Consecuencias de un tratamiento inadecuado
Los expedientes sancionadores de la AEPD en el sector muestran un patrón recurrente: sistemas de geolocalización implantados sin informar previamente, sin límites horarios claros o extendidos a vehículos de uso mixto sin justificación. Las sanciones por infracciones graves o muy graves del RGPD pueden alcanzar los 20 millones de euros o el 4% de la facturación anual global del grupo empresarial, además del impacto reputacional y en el clima laboral que genera un sistema percibido como vigilancia encubierta.
Checklist práctico para empresas de logística y transporte
- Identificar todas las fuentes de datos de localización y conducción (GPS, tacógrafo, telemetría, cámaras).

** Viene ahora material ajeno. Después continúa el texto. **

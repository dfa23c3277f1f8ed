//! Configuration loading and root folder resolution
//!
//! Priority for every setting: command line > environment > TOML file >
//! compiled default. Command line and environment are handled by clap in the
//! binaries; this module covers the TOML file and the defaults.

use crate::fade_curves::FadeCurve;
use crate::timing::{
    CrossfadeTiming, DEFAULT_CLIP_DURATION_S, DEFAULT_CROSSFADE_S, DEFAULT_FADE_IN_S,
    DEFAULT_STOP_FADE_S,
};
use crate::{Error, Result};
use serde::{Deserialize, Serialize};
use std::fmt;
use std::path::{Path, PathBuf};
use std::str::FromStr;
use tracing::debug;

/// Where play counts are persisted
#[derive(Debug, Clone, Copy, PartialEq, Eq, Serialize, Deserialize)]
#[serde(rename_all = "lowercase")]
pub enum Persistence {
    /// Settings table in the SQLite database; survives restarts
    Sqlite,
    /// Process memory only
    Memory,
}

impl FromStr for Persistence {
    type Err = Error;

    fn from_str(s: &str) -> Result<Self> {
        match s.to_lowercase().as_str() {
            "sqlite" | "database" | "db" => Ok(Persistence::Sqlite),
            "memory" | "mem" => Ok(Persistence::Memory),
            other => Err(Error::Config(format!("Unknown persistence '{}'", other))),
        }
    }
}

impl fmt::Display for Persistence {
    fn fmt(&self, f: &mut fmt::Formatter<'_>) -> fmt::Result {
        match self {
            Persistence::Sqlite => write!(f, "sqlite"),
            Persistence::Memory => write!(f, "memory"),
        }
    }
}

/// `[timing]` table
#[derive(Debug, Clone, Default, Serialize, Deserialize)]
pub struct TimingConfig {
    pub clip_duration_s: Option<f64>,
    pub crossfade_s: Option<f64>,
    pub fade_in_s: Option<f64>,
    pub stop_fade_s: Option<f64>,
    /// Crossfade curve (linear by default)
    pub curve: Option<String>,
}

/// `[logging]` table
#[derive(Debug, Clone, Default, Serialize, Deserialize)]
pub struct LoggingConfig {
    /// EnvFilter directive used when RUST_LOG is unset
    pub level: Option<String>,
}

/// Contents of `config.toml`
#[derive(Debug, Clone, Default, Serialize, Deserialize)]
pub struct TomlConfig {
    pub root_folder: Option<PathBuf>,
    pub port: Option<u16>,
    pub audio_dir: Option<PathBuf>,
    pub catalog_file: Option<PathBuf>,
    pub database_path: Option<PathBuf>,
    pub persistence: Option<Persistence>,
    #[serde(default)]
    pub timing: TimingConfig,
    #[serde(default)]
    pub logging: LoggingConfig,
}

impl TomlConfig {
    pub fn from_toml_str(content: &str) -> Result<Self> {
        toml::from_str(content).map_err(|e| Error::Config(format!("Invalid config file: {}", e)))
    }

    pub fn load(path: &Path) -> Result<Self> {
        let content = std::fs::read_to_string(path)?;
        let config = Self::from_toml_str(&content)?;
        debug!("Loaded configuration from {}", path.display());
        Ok(config)
    }

    /// Load the platform config file, or an empty config when none exists
    pub fn load_default() -> Result<Self> {
        match default_config_file() {
            Some(path) => Self::load(&path),
            None => Ok(Self::default()),
        }
    }

    /// Load `explicit` when given, otherwise the platform config file
    pub fn load_or_default(explicit: Option<&Path>) -> Result<Self> {
        match explicit {
            Some(path) => Self::load(path),
            None => Self::load_default(),
        }
    }

    /// Audio directory, defaulting to `<root>/audio/ogg`
    pub fn audio_dir(&self, root: &Path) -> PathBuf {
        match &self.audio_dir {
            Some(dir) => resolve_relative(root, dir),
            None => root.join("audio").join("ogg"),
        }
    }

    /// Database file, defaulting to `<root>/dreams.db`
    pub fn database_path(&self, root: &Path) -> PathBuf {
        match &self.database_path {
            Some(path) => resolve_relative(root, path),
            None => root.join("dreams.db"),
        }
    }

    pub fn catalog_file(&self, root: &Path) -> Option<PathBuf> {
        self.catalog_file.as_ref().map(|p| resolve_relative(root, p))
    }

    /// Validated timing with defaults for unset values
    pub fn crossfade_timing(&self) -> Result<CrossfadeTiming> {
        let t = &self.timing;
        CrossfadeTiming::new(
            t.clip_duration_s.unwrap_or(DEFAULT_CLIP_DURATION_S),
            t.crossfade_s.unwrap_or(DEFAULT_CROSSFADE_S),
            t.fade_in_s.unwrap_or(DEFAULT_FADE_IN_S),
            t.stop_fade_s.unwrap_or(DEFAULT_STOP_FADE_S),
        )
    }

    pub fn fade_curve(&self) -> Result<FadeCurve> {
        match &self.timing.curve {
            Some(name) => FadeCurve::from_str(name)
                .ok_or_else(|| Error::Config(format!("Unknown fade curve '{}'", name))),
            None => Ok(FadeCurve::default()),
        }
    }
}

fn resolve_relative(root: &Path, path: &Path) -> PathBuf {
    if path.is_absolute() {
        path.to_path_buf()
    } else {
        root.join(path)
    }
}

/// Root folder resolution:
/// 1. Command-line argument (highest priority)
/// 2. Environment variable
/// 3. `root_folder` in the TOML config file
/// 4. OS-dependent compiled default
pub fn resolve_root_folder(
    cli_arg: Option<&Path>,
    env_var_name: &str,
    toml_config: &TomlConfig,
) -> PathBuf {
    if let Some(path) = cli_arg {
        return path.to_path_buf();
    }

    if let Ok(path) = std::env::var(env_var_name) {
        if !path.is_empty() {
            return PathBuf::from(path);
        }
    }

    if let Some(path) = &toml_config.root_folder {
        return path.clone();
    }

    default_root_folder()
}

/// Platform config file location, if one exists
///
/// Linux checks `~/.config/dreams/config.toml` then `/etc/dreams/config.toml`.
pub fn default_config_file() -> Option<PathBuf> {
    let user_config = dirs::config_dir().map(|d| d.join("dreams").join("config.toml"));
    if let Some(path) = user_config {
        if path.exists() {
            return Some(path);
        }
    }

    if cfg!(target_os = "linux") {
        let system_config = PathBuf::from("/etc/dreams/config.toml");
        if system_config.exists() {
            return Some(system_config);
        }
    }

    None
}

/// OS-dependent default root folder
pub fn default_root_folder() -> PathBuf {
    if cfg!(target_os = "linux") {
        // ~/.local/share/dreams
        dirs::data_local_dir()
            .map(|d| d.join("dreams"))
            .unwrap_or_else(|| PathBuf::from("/var/lib/dreams"))
    } else if cfg!(target_os = "macos") {
        dirs::data_dir()
            .map(|d| d.join("dreams"))
            .unwrap_or_else(|| PathBuf::from("/Library/Application Support/dreams"))
    } else if cfg!(target_os = "windows") {
        dirs::data_local_dir()
            .map(|d| d.join("dreams"))
            .unwrap_or_else(|| PathBuf::from("C:\\ProgramData\\dreams"))
    } else {
        PathBuf::from("./dreams_data")
    }
}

- Definir y documentar la finalidad concreta de cada tratamiento en el registro de actividades.
- Redactar y entregar información previa individualizada a cada conductor.
- Configurar límites horarios y modo privado para vehículos de uso mixto.

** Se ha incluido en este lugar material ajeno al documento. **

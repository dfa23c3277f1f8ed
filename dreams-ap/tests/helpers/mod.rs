//! Test helpers for dreams-ap integration tests
//!
//! - RecordingMixer: logs every mixer intent with its offset from test start
//! - scheduler fixtures on an in-memory play-count store

#![allow(dead_code)]

use dreams_ap::{Mixer, Scheduler, SlotIndex};
use dreams_common::events::EventBus;
use dreams_common::{Catalog, Clip, ClipId, CrossfadeTiming, Error, PlayCountStore, Result, Selector};
use std::collections::HashSet;
use std::sync::{Arc, Mutex};
use std::time::Duration;
use tokio::time::Instant;

/// One recorded mixer intent
#[derive(Debug, Clone, PartialEq)]
pub enum MixerCall {
    Start { slot: SlotIndex, clip: ClipId },
    Ramp { slot: SlotIndex, from: f32, to: f32, duration: Duration },
    Stop { slot: SlotIndex },
}

/// Mixer stand-in that records calls instead of producing audio
pub struct RecordingMixer {
    origin: Instant,
    calls: Mutex<Vec<(Duration, MixerCall)>>,
    unavailable: Mutex<HashSet<ClipId>>,
    gains: Mutex<[f32; 2]>,
}

impl RecordingMixer {
    pub fn new() -> Self {
        Self {
            origin: Instant::now(),
            calls: Mutex::new(Vec::new()),
            unavailable: Mutex::new(HashSet::new()),
            gains: Mutex::new([0.0; 2]),
        }
    }

    /// Make later `start_clip` calls for `id` fail with `AssetUnavailable`
    pub fn make_unavailable(&self, id: ClipId) {
        self.unavailable.lock().unwrap().insert(id);
    }

    pub fn calls(&self) -> Vec<(Duration, MixerCall)> {
        self.calls.lock().unwrap().clone()
    }

    /// Successful clip starts as (offset, slot, clip)
    pub fn starts(&self) -> Vec<(Duration, SlotIndex, ClipId)> {
        self.calls()
            .into_iter()
            .filter_map(|(at, call)| match call {
                MixerCall::Start { slot, clip } => Some((at, slot, clip)),
                _ => None,
            })
            .collect()
    }

    pub fn stops(&self) -> Vec<(Duration, SlotIndex)> {
        self.calls()
            .into_iter()
            .filter_map(|(at, call)| match call {
                MixerCall::Stop { slot } => Some((at, slot)),
                _ => None,
            })
            .collect()
    }

    pub fn ramps(&self) -> Vec<(Duration, MixerCall)> {
        self.calls()
            .into_iter()
            .filter(|(_, call)| matches!(call, MixerCall::Ramp { .. }))
            .collect()
    }

    fn record(&self, call: MixerCall) {
        let at = Instant::now().duration_since(self.origin);
        self.calls.lock().unwrap().push((at, call));
    }
}

impl Mixer for RecordingMixer {
    fn start_clip(&self, slot: SlotIndex, clip: &Clip, gain: f32) -> Result<()> {
        if self.unavailable.lock().unwrap().contains(&clip.id) {
            return Err(Error::asset_unavailable(clip.id, "marked unavailable by test"));
        }
        self.gains.lock().unwrap()[slot.index()] = gain;
        self.record(MixerCall::Start { slot, clip: clip.id });
        Ok(())
    }

    fn ramp_gain(&self, slot: SlotIndex, from: f32, to: f32, duration: Duration) {
        // Report the ramp target immediately; tests only care about intents
        self.gains.lock().unwrap()[slot.index()] = to;
        self.record(MixerCall::Ramp { slot, from, to, duration });
    }

    fn stop_clip(&self, slot: SlotIndex) {
        self.gains.lock().unwrap()[slot.index()] = 0.0;
        self.record(MixerCall::Stop { slot });
    }

    fn current_gain(&self, slot: SlotIndex) -> f32 {
        self.gains.lock().unwrap()[slot.index()]
    }
}

/// Catalog with clips numbered 1..=n
pub fn numbered_catalog(n: u32) -> Catalog {
    let clips = (1..=n)
        .map(|id| Clip::new(id, format!("Chord {}", id), format!("{}.ogg", id)))
        .collect();
    Catalog::new(clips).unwrap()
}

pub struct SchedulerFixture {
    pub scheduler: Scheduler<RecordingMixer>,
    pub mixer: Arc<RecordingMixer>,
    pub counts: Arc<PlayCountStore>,
    pub events: EventBus,
}

/// Scheduler over `n` clips with default timing (D=37, X=12)
pub async fn scheduler_fixture(n: u32, seed: u64) -> SchedulerFixture {
    let catalog = Arc::new(numbered_catalog(n));
    let counts = Arc::new(PlayCountStore::in_memory(&catalog).await);
    let selector = Arc::new(Selector::with_seed(catalog, Arc::clone(&counts), seed));
    let mixer = Arc::new(RecordingMixer::new());
    let events = EventBus::new(1000);
    let scheduler = Scheduler::new(
        selector,
        Arc::clone(&mixer),
        CrossfadeTiming::default(),
        events.clone(),
    );

    SchedulerFixture {
        scheduler,
        mixer,
        counts,
        events,
    }
}

pub fn secs(s: u64) -> Duration {
    Duration::from_secs(s)
}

- Restringir y auditar los accesos a los datos de localización.
- Establecer plazos de conservación justificados y automatizar su borrado.

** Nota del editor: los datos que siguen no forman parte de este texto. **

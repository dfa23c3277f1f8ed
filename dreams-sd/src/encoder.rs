//! Segment encoder collaborator
//!
//! A served stream is a chain of segments. Each segment renders the current
//! clip (minus the lead-in already played in the previous overlap) and
//! crossfades into the first `X` seconds of the next clip, encoded as
//! Ogg/Opus and forwarded chunk by chunk to the client.

use async_trait::async_trait;
use axum::body::Bytes;
use dreams_common::{Clip, CrossfadeTiming, Error, FadeCurve, Result};
use std::path::{Path, PathBuf};
use std::process::Stdio;
use tokio::io::AsyncReadExt;
use tokio::process::Command;
use tokio::sync::mpsc;
use tracing::{debug, info, warn};

/// Bytes read from the encoder per forwarded chunk
const READ_CHUNK_SIZE: usize = 16 * 1024;

/// Characters of encoder stderr kept for error reports
const STDERR_TAIL_CHARS: usize = 2000;

/// Timing of one segment
#[derive(Debug, Clone, Copy, PartialEq)]
pub struct CrossfadeDirective {
    /// Seconds skipped at the start of the current clip
    pub lead_in_s: f64,
    pub clip_duration_s: f64,
    pub crossfade_s: f64,
    pub curve: FadeCurve,
}

impl CrossfadeDirective {
    /// First segment of a stream: the current clip plays from its start
    pub fn first(timing: &CrossfadeTiming, curve: FadeCurve) -> Self {
        Self {
            lead_in_s: 0.0,
            clip_duration_s: timing.clip_duration_s,
            crossfade_s: timing.crossfade_s,
            curve,
        }
    }

    /// Later segments: the first `X` seconds went out in the previous overlap
    pub fn chained(timing: &CrossfadeTiming, curve: FadeCurve) -> Self {
        Self {
            lead_in_s: timing.crossfade_s,
            ..Self::first(timing, curve)
        }
    }

    /// Audible length of the rendered segment
    pub fn segment_duration_s(&self) -> f64 {
        self.clip_duration_s - self.lead_in_s
    }

    /// ffmpeg `-filter_complex` graph for this segment
    pub fn filter_graph(&self) -> String {
        let curve = self.curve.ffmpeg_name();
        format!(
            "[0:a]atrim=start={lead}:end={dur},asetpts=PTS-STARTPTS[a0];\
             [1:a]atrim=0:{xf},asetpts=PTS-STARTPTS[a1];\
             [a0][a1]acrossfade=d={xf}:c1={curve}:c2={curve}:o=1[out]",
            lead = self.lead_in_s,
            dur = self.clip_duration_s,
            xf = self.crossfade_s,
            curve = curve,
        )
    }
}

/// One encoder run
#[derive(Debug, Clone)]
pub struct SegmentJob {
    pub current: Clip,
    pub next: Clip,
    pub current_path: PathBuf,
    pub next_path: PathBuf,
    pub directive: CrossfadeDirective,
}

impl SegmentJob {
    pub fn new(audio_dir: &Path, current: Clip, next: Clip, directive: CrossfadeDirective) -> Self {
        Self {
            current_path: dreams_common::Catalog::asset_path(audio_dir, &current),
            next_path: dreams_common::Catalog::asset_path(audio_dir, &next),
            current,
            next,
            directive,
        }
    }
}

/// How an encode ended without error
#[derive(Debug, Clone, Copy, PartialEq, Eq)]
pub enum SegmentOutcome {
    /// All encoded bytes were forwarded
    Completed,
    /// The client went away mid-segment
    ClientGone,
}

/// Renders one segment and pushes encoded bytes into `sink`
#[async_trait]
pub trait SegmentEncoder: Send + Sync + 'static {
    async fn encode(&self, job: &SegmentJob, sink: &mpsc::Sender<Bytes>) -> Result<SegmentOutcome>;
}

/// ffmpeg subprocess encoder (libopus, 128 kbit/s VBR, Ogg on stdout)
#[derive(Debug, Clone)]
pub struct FfmpegEncoder {
    program: PathBuf,
    bitrate: String,
}

impl Default for FfmpegEncoder {
    fn default() -> Self {
        Self::new("ffmpeg")
    }
}

impl FfmpegEncoder {
    pub fn new(program: impl Into<PathBuf>) -> Self {
        Self {
            program: program.into(),
            bitrate: "128k".to_string(),
        }
    }

    pub fn program(&self) -> &Path {
        &self.program
    }

    /// Check that the encoder binary runs; logs the version line
    pub async fn probe(&self) -> Result<String> {
        let output = Command::new(&self.program)
            .arg("-version")
            .stdin(Stdio::null())
            .output()
            .await
            .map_err(|e| Error::Encode(format!("Failed to run {}: {}", self.program.display(), e)))?;

        if !output.status.success() {
            return Err(Error::Encode(format!(
                "{} -version exited with {}",
                self.program.display(),
                output.status
            )));
        }

        let version = String::from_utf8_lossy(&output.stdout)
            .lines()
            .next()
            .unwrap_or_default()
            .to_string();
        info!("Encoder: {}", version);
        Ok(version)
    }

    /// Command-line arguments for one segment
    pub fn args(&self, job: &SegmentJob) -> Vec<String> {
        vec![
            "-hide_banner".to_string(),
            "-loglevel".to_string(),
            "error".to_string(),
            "-i".to_string(),
            job.current_path.to_string_lossy().into_owned(),
            "-i".to_string(),
            job.next_path.to_string_lossy().into_owned(),
            "-filter_complex".to_string(),
            job.directive.filter_graph(),
            "-map".to_string(),
            "[out]".to_string(),
            "-c:a".to_string(),
            "libopus".to_string(),
            "-b:a".to_string(),
            self.bitrate.clone(),
            "-vbr".to_string(),
            "on".to_string(),
            "-f".to_string(),
            "ogg".to_string(),
            "pipe:1".to_string(),
        ]
    }
}

fn check_asset(clip: &Clip, path: &Path) -> Result<()> {
    if path.exists() {
        Ok(())
    } else {
        Err(Error::asset_unavailable(
            clip.id,
            format!("{} not found", path.display()),
        ))
    }
}

fn tail(text: &str, max_chars: usize) -> &str {
    let count = text.chars().count();
    if count <= max_chars {
        return text.trim();
    }
    let start = text
        .char_indices()
        .nth(count - max_chars)
        .map(|(i, _)| i)
        .unwrap_or(0);
    text[start..].trim()
}

#[async_trait]
impl SegmentEncoder for FfmpegEncoder {
    async fn encode(&self, job: &SegmentJob, sink: &mpsc::Sender<Bytes>) -> Result<SegmentOutcome> {
        check_asset(&job.current, &job.current_path)?;
        check_asset(&job.next, &job.next_path)?;

        let args = self.args(job);
        debug!("Spawning {} {}", self.program.display(), args.join(" "));

        let mut child = Command::new(&self.program)
            .args(&args)
            .stdin(Stdio::null())
            .stdout(Stdio::piped())
            .stderr(Stdio::piped())
            .kill_on_drop(true)
            .spawn()
            .map_err(|e| Error::Encode(format!("Failed to spawn {}: {}", self.program.display(), e)))?;

        let mut stdout = child
            .stdout
            .take()
            .ok_or_else(|| Error::Internal("encoder stdout not captured".to_string()))?;
        let mut stderr = child
            .stderr
            .take()
            .ok_or_else(|| Error::Internal("encoder stderr not captured".to_string()))?;

        // Drain stderr concurrently so a chatty encoder never blocks on it
        let stderr_task = tokio::spawn(async move {
            let mut buf = Vec::new();
            let _ = stderr.read_to_end(&mut buf).await;
            String::from_utf8_lossy(&buf).into_owned()
        });

        let mut buf = vec![0u8; READ_CHUNK_SIZE];
        loop {
            let n = stdout.read(&mut buf).await?;
            if n == 0 {
                break;
            }
            if sink.send(Bytes::copy_from_slice(&buf[..n])).await.is_err() {
                debug!("Client gone during {} -> {}", job.current.name, job.next.name);
                if let Err(e) = child.kill().await {
                    warn!("Failed to kill encoder: {}", e);
                }
                stderr_task.abort();
                return Ok(SegmentOutcome::ClientGone);
            }
        }

        let status = child.wait().await?;
        let stderr_text = stderr_task.await.unwrap_or_default();

        if !status.success() {
            return Err(Error::Encode(format!(
                "{} exited with {}: {}",
                self.program.display(),
                status,
                tail(&stderr_text, STDERR_TAIL_CHARS)
            )));
        }

        Ok(SegmentOutcome::Completed)
    }
}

- Evaluar la necesidad de una EIPD cuando se incorporen cámaras, biometría o IA.
- Revisar contratos con proveedores de telemetría como encargados del tratamiento (art. 28 RGPD).
Preguntas frecuentes
¿Puede una empresa de transporte geolocalizar el vehículo de un conductor sin su consentimiento? Sí, apoyándose en la ejecución del contrato y en la facultad de control del artículo 20.3 del Estatuto de los Trabajadores, siempre que se cumpla el deber de información previa.
¿Es legal desactivar la geolocalización fuera del horario laboral? No solo es legal, sino recomendable y, en vehículos de uso mixto, prácticamente obligatorio para respetar el principio de proporcionalidad.
¿El tacógrafo inteligente requiere el mismo tratamiento que el GPS de la flota? Comparte principios generales de protección de datos, pero su base jurídica es distinta: responde a una obligación legal de control de tiempos de conducción, no a interés del empleador.
¿Qué pasa si un sistema de geolocalización también capta a personas ajenas a la empresa? Amplía el perímetro de responsabilidad y exige valorar medidas adicionales, como el pixelado de terceros en sistemas con cámara o la limitación del campo de captación.
Conclusión
La geolocalización de flotas y el tratamiento de datos de conductores no son un obstáculo para la digitalización del sector logístico, sino un ejercicio de equilibrio entre eficiencia operativa y derechos de las personas trabajadoras. Las empresas que documentan bien la finalidad, informan con claridad y limitan el alcance del tratamiento no solo reducen su riesgo sancionador: generan confianza con su plantilla y con sus clientes.